[fpc-other] Yet another mainframe emulator

Bernd Oppolzer bernd.oppolzer at t-online.de
Tue Oct 8 21:20:30 CEST 2013


Am 08.10.2013 15:54, schrieb Saunders, Rich:
> Thanks for the correction about descriptor architecture. I thought you 
> were referring to the file system tagging stuff.
>
> I would hope that someday the good ideas of the past would find their 
> way back into general use.
>
> I also remember some really awesome attributes of VMS that have been 
> discarded. At least HP has been keeping OpenVMS alive so people can 
> actually see what it can do.

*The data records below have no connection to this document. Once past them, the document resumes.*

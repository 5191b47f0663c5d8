// Copyright 2025 the Vecdiagram Authors
// SPDX-License-Identifier: Apache-2.0 OR MIT

//! A [`Canvas`] that writes SVG elements.
//!
//! Good enough to look at a frame in a browser. Text metrics are left to the
//! SVG viewer; `dominant-baseline="middle"` puts the anchor at the vertical
//! middle of the line.

use std::fmt::Write as _;

use kurbo::{Affine, Point, Vec2};
use peniko::Color;
use vecdiagram::{Canvas, Paint, PaintStyle, TextAlign};

/// Immediate-mode canvas producing an SVG document.
#[derive(Debug)]
pub struct SvgCanvas {
    width: f64,
    height: f64,
    transform: Affine,
    stack: Vec<Affine>,
    body: String,
}

impl SvgCanvas {
    /// Creates an empty canvas with a white background.
    pub fn new(width: f64, height: f64) -> Self {
        Self {
            width,
            height,
            transform: Affine::IDENTITY,
            stack: Vec::new(),
            body: String::new(),
        }
    }

    /// Finishes the document.
    pub fn finish(&self) -> String {
        format!(
            "<svg xmlns=\"http://www.w3.org/2000/svg\" width=\"{w}\" height=\"{h}\" viewBox=\"0 0 {w} {h}\">\n\
             <rect width=\"100%\" height=\"100%\" fill=\"#ffffff\"/>\n{body}</svg>\n",
            w = self.width,
            h = self.height,
            body = self.body,
        )
    }

    fn open_group(&mut self) {
        let c = self.transform.as_coeffs();
        let _ = writeln!(
            self.body,
            "<g transform=\"matrix({} {} {} {} {} {})\">",
            c[0], c[1], c[2], c[3], c[4], c[5]
        );
    }

    fn element(&mut self, element: &str) {
        self.open_group();
        let _ = writeln!(self.body, "  {element}\n</g>");
    }
}

fn color_to_svg(color: Color) -> (String, f32) {
    let rgba = color.to_rgba8();
    let a = f32::from(rgba.a) / 255.0;
    (format!("#{:02x}{:02x}{:02x}", rgba.r, rgba.g, rgba.b), a)
}

fn paint_attrs(paint: &Paint) -> String {
    let (color, alpha) = color_to_svg(paint.color);
    let fill = match paint.style {
        PaintStyle::Stroke => String::from("fill=\"none\""),
        PaintStyle::Fill | PaintStyle::FillAndStroke => {
            format!("fill=\"{color}\" fill-opacity=\"{alpha}\"")
        }
    };
    let mut stroke = match paint.style {
        PaintStyle::Fill => String::new(),
        PaintStyle::Stroke | PaintStyle::FillAndStroke => format!(
            " stroke=\"{color}\" stroke-opacity=\"{alpha}\" stroke-width=\"{}\"",
            paint.stroke_width
        ),
    };
    if let Some(dash) = paint.dash {
        let _ = write!(
            stroke,
            " stroke-dasharray=\"{} {}\" stroke-dashoffset=\"{}\"",
            dash.on, dash.off, dash.phase
        );
    }
    format!("{fill}{stroke}")
}

fn escape(text: &str) -> String {
    text.replace('&', "&amp;")
        .replace('<', "&lt;")
        .replace('>', "&gt;")
}

impl Canvas for SvgCanvas {
    fn width(&self) -> f64 {
        self.width
    }

    fn height(&self) -> f64 {
        self.height
    }

    fn save(&mut self) {
        self.stack.push(self.transform);
    }

    fn restore(&mut self) {
        if let Some(saved) = self.stack.pop() {
            self.transform = saved;
        }
    }

    fn translate(&mut self, offset: Vec2) {
        self.transform *= Affine::translate(offset);
    }

    fn scale(&mut self, factor: f64) {
        self.transform *= Affine::scale(factor);
    }

    fn draw_line(&mut self, from: Point, to: Point, paint: &Paint) {
        let attrs = paint_attrs(&Paint {
            style: PaintStyle::Stroke,
            ..*paint
        });
        self.element(&format!(
            "<line x1=\"{}\" y1=\"{}\" x2=\"{}\" y2=\"{}\" {attrs}/>",
            from.x, from.y, to.x, to.y
        ));
    }

    fn draw_polygon(&mut self, points: &[Point], paint: &Paint) {
        let mut list = String::new();
        for p in points {
            let _ = write!(list, "{},{} ", p.x, p.y);
        }
        let attrs = paint_attrs(paint);
        self.element(&format!("<polygon points=\"{}\" {attrs}/>", list.trim_end()));
    }

    fn draw_circle(&mut self, center: Point, radius: f64, paint: &Paint) {
        let attrs = paint_attrs(paint);
        self.element(&format!(
            "<circle cx=\"{}\" cy=\"{}\" r=\"{radius}\" {attrs}/>",
            center.x, center.y
        ));
    }

    fn draw_text(&mut self, text: &str, anchor: Point, align: TextAlign, paint: &Paint) {
        let (color, alpha) = color_to_svg(paint.color);
        let text_anchor = match align {
            TextAlign::Start => "start",
            TextAlign::Center => "middle",
            TextAlign::End => "end",
        };
        self.element(&format!(
            "<text x=\"{}\" y=\"{}\" font-size=\"{}\" text-anchor=\"{text_anchor}\" \
             dominant-baseline=\"middle\" fill=\"{color}\" fill-opacity=\"{alpha}\">{}</text>",
            anchor.x,
            anchor.y,
            paint.text_size,
            escape(text)
        ));
    }
}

Probably the most secure and reliable OS 
> in general use today. 17 year cluster uptime? Amazing.
>
If we're discussing obsolete historic platforms, I would like to add my 
story, too.
It sounds a little bit similar.

In Germany, we had a mainframe platform from the now non-existent computer
manufacturer Telefunken, starting with the TR4 in the early 60s, which was,
according to Dijkstra, a "hardware implementation of ALGOL". It had 48 bit
words, and every word had two tag bits, which telled if the word was 
fixed point,
floating point, instructions (two 24 bit instructions) or text (for 
example 6 characters,
but there were other formats, too). If you used the wrong instruction 
(which
didn't match the tag bits), you got an error called "Typenkennungs-Alarm".
This way it was possible for example to detect the use of uninitialized 
variables
at runtime.

The offspring was the TR 440, which was a large time-sharing machine
with display monitors, virtual storage and (in the end) up to 3 processors.
It was used at the universities in Germany througout the 70s and early 80s
and most of the students of Computer Science (called Informatik in Germany)
grew up with this machines at this time. There was a Pascal compiler 
written
in Kaiserslautern first and completed in Stuttgart later, which was a 
port of
the Zurich P4 compiler, and it had all the features, that were normal at 
this
time, that is, an interactive debugger, and dumps which printed the 
variables
in the layout of the programming language, not hexadecimal, that is:
variable names and values.

It was in use at the Stuttgart university from 1973 to 1980, and I studied
Informatik there from 1977 until 1985, so I spent some days and nights
with this machine. After that, we got a VAX 11/780; that was a very nice
machine, too.

The Telefunken manuals are at the Deutsches Museum in Munich,
but also at bitsavers.org - I have some private copies. There are not
many people today that still know this platform.